Le prime quattro variazioni accelerano decisamente il tempo e introducono un’energia ritmica propulsiva. La struttura armonica della Follia rimane salda, ma la melodia tematica viene frammentata e incorporata in brillanti figurazioni degli archi, in particolare dei violini. Scale rapide, arpeggi e passaggi agili dominano la scrittura, mostrando la destrezza tecnica richiesta all’orchestra. La trama è prevalentemente omoritmica, con l’intera sezione degli archi impegnata a creare un tessuto sonoro denso e vivace.
A partire dalla variazione n. 5, Salieri inizia a sfruttare le risorse timbriche dell’orchestra classica in modo più differenziato. I fiati (legni) emergono dal tessuto orchestrale, proponendo proprie elaborazioni del materiale tematico o dialogando con gli archi.
Intorno alla variazione n. 14, il tempo rallenta significativamente e l’atmosfera si fa più intima e lirica. La melodia, pur elaborata, riacquista un carattere cantabile, spesso affidata a strumenti solisti (come l’oboe o il flauto) o alla sezione degli archi con un trattamento espressivo e legato. L’armonia della Follia, dilatata nel tempo, assume una profondità emotiva maggiore. Questa variazione lenta funge da centro espressivo del ciclo, offrendo un respiro contemplativo prima della ripresa dell’energia.

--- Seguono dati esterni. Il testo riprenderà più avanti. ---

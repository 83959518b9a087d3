use std::collections::HashMap;
use std::path::{Path, PathBuf};
use std::time::Duration;

use anyhow::{bail, Context, Result};
use serde::Deserialize;

use crate::codec;

/// Top-level configuration for the vitalscope server.
#[derive(Debug, Default, Clone, Deserialize)]
pub struct Config {
    /// HTTP API configuration.
    #[serde(default)]
    pub server: ServerConfig,

    /// Event store configuration.
    #[serde(default)]
    pub store: StoreConfig,

    /// Alert engine configuration.
    #[serde(default)]
    pub alerts: AlertsConfig,

    /// Stack symbolication configuration.
    #[serde(default)]
    pub symbolication: SymbolicationConfig,

    /// Geo enrichment configuration.
    #[serde(default)]
    pub geo: GeoConfig,

    /// Error insight provider configuration.
    #[serde(default)]
    pub insight: InsightConfig,

    /// Prometheus health metrics server configuration.
    #[serde(default)]
    pub health: HealthConfig,
}

/// HTTP API configuration.
#[derive(Debug, Clone, Deserialize)]
pub struct ServerConfig {
    /// Listen address. Default: ":3000".
    #[serde(default = "default_listen_addr")]
    pub listen_addr: String,

    /// Maximum accepted request body in bytes. Default: 5MB.
    #[serde(default = "default_max_body_bytes")]
    pub max_body_bytes: usize,

    /// Number of errors returned by the recent-error listing. Default: 10.
    #[serde(default = "default_recent_error_limit")]
    pub recent_error_limit: usize,
}

/// Event store configuration.
#[derive(Debug, Clone, Deserialize)]
pub struct StoreConfig {
    /// SQLite database path. Empty means an in-memory, non-durable store.
    #[serde(default = "default_store_path")]
    pub path: String,
}

/// Alert engine configuration.
#[derive(Debug, Clone, Deserialize)]
pub struct AlertsConfig {
    /// Webhook endpoint. Empty disables alerting.
    #[serde(default)]
    pub webhook_url: String,

    /// Username attached to webhook messages.
    #[serde(default = "default_alert_username")]
    pub username: String,

    /// Dashboard link embedded in messages.
    #[serde(default = "default_dashboard_url")]
    pub dashboard_url: String,

    /// Error rate window. Default: 60s.
    #[serde(default = "default_error_window", with = "humantime_serde")]
    pub error_window: Duration,

    /// Errors within one window that trigger the rate alert. Default: 10.
    #[serde(default = "default_error_threshold")]
    pub error_threshold: u32,

    /// Maximum fingerprints remembered before the set is cleared. Default: 1000.
    #[serde(default = "default_dedup_capacity")]
    pub dedup_capacity: usize,

    /// Minimum time between budget alerts for one metric. Default: 10m.
    #[serde(default = "default_budget_cooldown", with = "humantime_serde")]
    pub budget_cooldown: Duration,

    /// Performance budgets keyed by vital name.
    #[serde(default = "default_budgets")]
    pub budgets: HashMap<String, f64>,

    /// Webhook request timeout. Default: 10s.
    #[serde(default = "default_webhook_timeout", with = "humantime_serde")]
    pub timeout: Duration,
}

/// Stack symbolication configuration.
#[derive(Debug, Clone, Deserialize)]
pub struct SymbolicationConfig {
    /// Directory holding `<release>/<file>.map` source maps.
    #[serde(default = "default_sourcemap_dir")]
    pub sourcemap_dir: PathBuf,

    /// Release used when an error does not declare one. Default: "1.0.0".
    #[serde(default = "default_fallback_release")]
    pub fallback_release: String,
}

/// Geo enrichment configuration.
#[derive(Debug, Default, Clone, Deserialize)]
pub struct GeoConfig {
    /// Optional CSV of `cidr,country,city` rows.
    #[serde(default)]
    pub table_path: Option<PathBuf>,
}

/// Error insight provider configuration.
#[derive(Debug, Clone, Deserialize)]
pub struct InsightConfig {
    /// OpenAI-compatible chat completions endpoint.
    #[serde(default = "default_insight_endpoint")]
    pub endpoint: String,

    /// Model name. Default: "gpt-3.5-turbo".
    #[serde(default = "default_insight_model")]
    pub model: String,

    /// Environment variable that holds the API key.
    #[serde(default = "default_insight_key_env")]
    pub api_key_env: String,

    /// Request timeout. Default: 30s.
    #[serde(default = "default_insight_timeout", with = "humantime_serde")]
    pub timeout: Duration,
}

/// Prometheus health metrics server configuration.
#[derive(Debug, Clone, Deserialize)]
pub struct HealthConfig {
    /// Listen address. Empty disables the server. Default: ":9090".
    #[serde(default = "default_health_addr")]
    pub addr: String,
}

/// Collector configuration (the client agent, not the server).
#[derive(Debug, Clone, Deserialize)]
pub struct CollectorConfig {
    /// Application identifier sent with every batch.
    pub app_id: String,

    /// Ingestion endpoint URL.
    pub ingest_url: String,

    /// Buffered events that force an immediate flush. Default: 5.
    #[serde(default = "default_batch_size")]
    pub batch_size: usize,

    /// Periodic flush interval. Default: 5s.
    #[serde(default = "default_flush_interval", with = "humantime_serde")]
    pub flush_interval: Duration,

    /// Replay frames kept in memory. Default: 100.
    #[serde(default = "default_replay_capacity")]
    pub replay_capacity: usize,

    /// Maximum duration for one delivery. Default: 10s.
    #[serde(default = "default_export_timeout", with = "humantime_serde")]
    pub export_timeout: Duration,

    /// Compression algorithm (none, gzip, zstd, zlib, snappy). Default: none.
    #[serde(default = "default_compression")]
    pub compression: String,

    /// Keep HTTP connections alive between batches. Default: true.
    #[serde(default = "default_true")]
    pub keep_alive: bool,

    /// Additional HTTP headers.
    #[serde(default)]
    pub headers: HashMap<String, String>,

    /// User agent reported in batch metadata.
    #[serde(default)]
    pub user_agent: Option<String>,

    /// Page URL reported in batch metadata.
    #[serde(default)]
    pub page_url: Option<String>,

    /// Disable all capture. Default: false.
    #[serde(default)]
    pub disabled: bool,
}

// --- Default value functions ---

fn default_listen_addr() -> String {
    ":3000".to_string()
}

fn default_max_body_bytes() -> usize {
    5 * 1024 * 1024
}

fn default_recent_error_limit() -> usize {
    10
}

fn default_store_path() -> String {
    "monitoring.db".to_string()
}

fn default_alert_username() -> String {
    "AI Frontend Monitor".to_string()
}

fn default_dashboard_url() -> String {
    "http://localhost:3000/dashboard".to_string()
}

fn default_error_window() -> Duration {
    Duration::from_secs(60)
}

fn default_error_threshold() -> u32 {
    10
}

fn default_dedup_capacity() -> usize {
    1000
}

fn default_budget_cooldown() -> Duration {
    Duration::from_secs(10 * 60)
}

pub(crate) fn default_budgets() -> HashMap<String, f64> {
    HashMap::from([
        ("LCP".to_string(), 2500.0),
        ("CLS".to_string(), 0.1),
        ("INP".to_string(), 200.0),
    ])
}

fn default_webhook_timeout() -> Duration {
    Duration::from_secs(10)
}

fn default_sourcemap_dir() -> PathBuf {
    PathBuf::from("uploaded-sourcemaps")
}

fn default_fallback_release() -> String {
    "1.0.0".to_string()
}

fn default_insight_endpoint() -> String {
    "https://api.openai.com/v1/chat/completions".to_string()
}

fn default_insight_model() -> String {
    "gpt-3.5-turbo".to_string()
}

fn default_insight_key_env() -> String {
    "OPENAI_API_KEY".to_string()
}

fn default_insight_timeout() -> Duration {
    Duration::from_secs(30)
}

fn default_health_addr() -> String {
    ":9090".to_string()
}

fn default_batch_size() -> usize {
    5
}

fn default_flush_interval() -> Duration {
    Duration::from_secs(5)
}

fn default_replay_capacity() -> usize {
    100
}

fn default_export_timeout() -> Duration {
    Duration::from_secs(10)
}

fn default_compression() -> String {
    "none".to_string()
}

fn default_true() -> bool {
    true
}

// --- Default trait impls ---

impl Default for ServerConfig {
    fn default() -> Self {
        Self {
            listen_addr: default_listen_addr(),
            max_body_bytes: default_max_body_bytes(),
            recent_error_limit: default_recent_error_limit(),
        }
    }
}

impl Default for StoreConfig {
    fn default() -> Self {
        Self {
            path: default_store_path(),
        }
    }
}

impl Default for AlertsConfig {
    fn default() -> Self {
        Self {
            webhook_url: String::new(),
            username: default_alert_username(),
            dashboard_url: default_dashboard_url(),
            error_window: default_error_window(),
            error_threshold: default_error_threshold(),
            dedup_capacity: default_dedup_capacity(),
            budget_cooldown: default_budget_cooldown(),
            budgets: default_budgets(),
            timeout: default_webhook_timeout(),
        }
    }
}

impl Default for SymbolicationConfig {
    fn default() -> Self {
        Self {
            sourcemap_dir: default_sourcemap_dir(),
            fallback_release: default_fallback_release(),
        }
    }
}

impl Default for InsightConfig {
    fn default() -> Self {
        Self {
            endpoint: default_insight_endpoint(),
            model: default_insight_model(),
            api_key_env: default_insight_key_env(),
            timeout: default_insight_timeout(),
        }
    }
}

impl Default for HealthConfig {
    fn default() -> Self {
        Self {
            addr: default_health_addr(),
        }
    }
}

impl CollectorConfig {
    /// Collector config with defaults for everything but the two required fields.
    pub fn new(app_id: impl Into<String>, ingest_url: impl Into<String>) -> Self {
        Self {
            app_id: app_id.into(),
            ingest_url: ingest_url.into(),
            batch_size: default_batch_size(),
            flush_interval: default_flush_interval(),
            replay_capacity: default_replay_capacity(),
            export_timeout: default_export_timeout(),
            compression: default_compression(),
            keep_alive: true,
            headers: HashMap::new(),
            user_agent: None,
            page_url: None,
            disabled: false,
        }
    }

    /// Validate the collector configuration.
    pub fn validate(&self) -> Result<()> {
        if self.app_id.is_empty() {
            bail!("collector app_id is required");
        }
        if self.ingest_url.is_empty() {
            bail!("collector ingest_url is required");
        }
        if self.batch_size == 0 {
            bail!("collector batch_size must be positive");
        }
        if self.flush_interval.is_zero() {
            bail!("collector flush_interval must be positive");
        }
        if self.replay_capacity == 0 {
            bail!("collector replay_capacity must be positive");
        }
        if !codec::SUPPORTED.contains(&self.compression.as_str()) {
            bail!("invalid compression type: {}", self.compression);
        }
        Ok(())
    }
}

// --- Validation and loading ---

impl Config {
    /// Load configuration from a YAML file.
    pub fn load(path: &Path) -> Result<Self> {
        let data = std::fs::read_to_string(path)
            .with_context(|| format!("reading config file {}", path.display()))?;

        let cfg: Config = serde_yaml::from_str(&data)
            .with_context(|| format!("parsing config file {}", path.display()))?;

        cfg.validate()?;

        Ok(cfg)
    }

    /// Validate the configuration for required fields and consistency.
    pub fn validate(&self) -> Result<()> {
        if self.server.listen_addr.is_empty() {
            bail!("server.listen_addr is required");
        }
        if self.server.max_body_bytes == 0 {
            bail!("server.max_body_bytes must be positive");
        }
        if self.server.recent_error_limit == 0 {
            bail!("server.recent_error_limit must be positive");
        }

        let alerts = &self.alerts;
        if !alerts.webhook_url.is_empty()
            && !(alerts.webhook_url.starts_with("http://")
                || alerts.webhook_url.starts_with("https://"))
        {
            bail!("alerts.webhook_url must be an http(s) URL");
        }
        if alerts.error_window.is_zero() {
            bail!("alerts.error_window must be positive");
        }
        if alerts.error_threshold == 0 {
            bail!("alerts.error_threshold must be positive");
        }
        if alerts.dedup_capacity == 0 {
            bail!("alerts.dedup_capacity must be positive");
        }
        for (name, budget) in &alerts.budgets {
            if !budget.is_finite() || *budget <= 0.0 {
                bail!("alerts.budgets.{name} must be a positive number");
            }
        }

        if self.symbolication.fallback_release.is_empty() {
            bail!("symbolication.fallback_release is required");
        }

        Ok(())
    }
}

/// Normalizes ":port" shorthand to a bindable address.
pub fn bind_address(addr: &str) -> String {
    if addr.starts_with(':') {
        format!("0.0.0.0{addr}")
    } else {
        addr.to_string()
    }
}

Dopo l’oasi lirica, le variazioni riprendono gradualmente velocità e complessità. La scrittura torna ad essere più virtuosistica, coinvolgendo nuovamente tutta l’orchestra. Salieri esplora diverse combinazioni strumentali, alternando passaggi brillanti degli archi a interventi incisivi dei fiati.
Le ultime variazioni (dalla 22 circa alla 25) sembrano costruire un climax progressivo. Il virtuosismo orchestrale è spinto ulteriormente, con passaggi rapidissimi, con un uso più marcato dei registri estremi e dinamiche più forti. L’interazione tra le diverse sezioni dell’orchestra diventa più serrata, creando un senso di accumulo energetico in preparazione della conclusione. La variazione n. 25 sembra avere un carattere particolarmente grandioso e affermativo.

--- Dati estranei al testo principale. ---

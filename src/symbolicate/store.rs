use std::io::ErrorKind;
use std::path::{Path, PathBuf};

use async_trait::async_trait;

use super::SourceMapError;

/// Source of uploaded source map files, keyed by release and file name.
#[async_trait]
pub trait SourceMapStore: Send + Sync {
    /// Returns the map text, or `None` if no such map was uploaded.
    async fn fetch(&self, release: &str, file: &str) -> Result<Option<String>, SourceMapError>;

    /// Stores a map, replacing any previous upload with the same key.
    async fn put(&self, release: &str, file: &str, body: &[u8]) -> Result<(), SourceMapError>;
}

/// Filesystem store laid out as `<root>/<release>/<file>`.
#[derive(Debug, Clone)]
pub struct FsSourceMapStore {
    root: PathBuf,
}

impl FsSourceMapStore {
    pub fn new(root: impl Into<PathBuf>) -> Self {
        Self { root: root.into() }
    }

    pub fn root(&self) -> &Path {
        &self.root
    }

    fn path_for(&self, release: &str, file: &str) -> Result<PathBuf, SourceMapError> {
        if !is_safe_component(release) {
            return Err(SourceMapError::InvalidName(release.to_string()));
        }
        if !is_safe_component(file) {
            return Err(SourceMapError::InvalidName(file.to_string()));
        }
        Ok(self.root.join(release).join(file))
    }
}

/// A single, non-traversing path component.
pub fn is_safe_component(name: &str) -> bool {
    !name.is_empty()
        && name != "."
        && name != ".."
        && !name.contains(['/', '\\', '\0'])
}

/// Reduces an uploaded file name to its final path component.
pub fn sanitize_file_name(name: &str) -> Option<&str> {
    let base = name.rsplit(['/', '\\']).next()?;
    is_safe_component(base).then_some(base)
}

#[async_trait]
impl SourceMapStore for FsSourceMapStore {
    async fn fetch(&self, release: &str, file: &str) -> Result<Option<String>, SourceMapError> {
        let path = self.path_for(release, file)?;
        match tokio::fs::read_to_string(&path).await {
            Ok(text) => Ok(Some(text)),
            Err(e) if e.kind() == ErrorKind::NotFound => Ok(None),
            Err(e) => Err(SourceMapError::Io(e)),
        }
    }

    async fn put(&self, release: &str, file: &str, body: &[u8]) -> Result<(), SourceMapError> {
        let path = self.path_for(release, file)?;
        if let Some(dir) = path.parent() {
            tokio::fs::create_dir_all(dir).await?;
        }
        tokio::fs::write(&path, body).await?;
        tracing::info!(path = %path.display(), bytes = body.len(), "stored source map");
        Ok(())
    }
}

L’ultima variazione offre una conclusione brillante e affermativa. L’intera orchestra è impiegata, con archi scintillanti e fiati incisivi. Non sembra esserci un ritorno esplicito al tema nella sua forma originale lenta, ma piuttosto una perorazione finale basata sulla struttura armonica della Follia, trattata in modo virtuosistico e conclusivo. La cadenza finale è forte e decisa in re minore, sigillando il ciclo con un senso di compimento formale ed energetico tipico dello stile classico.
Nel complesso, Salieri dimostra in queste Variazioni una notevole padronanza della scrittura orchestrale classica. La sua Follia è meno contrappuntistica rispetto ad alcuni modelli barocchi, concentrandosi maggiormente sulla varietà timbrica, sulle figurazioni brillanti e sui contrasti di carattere. L’armonia rimane sostanzialmente fedele alla tradizione, fungendo da solida impalcatura per l’invenzione melodica e ritmica.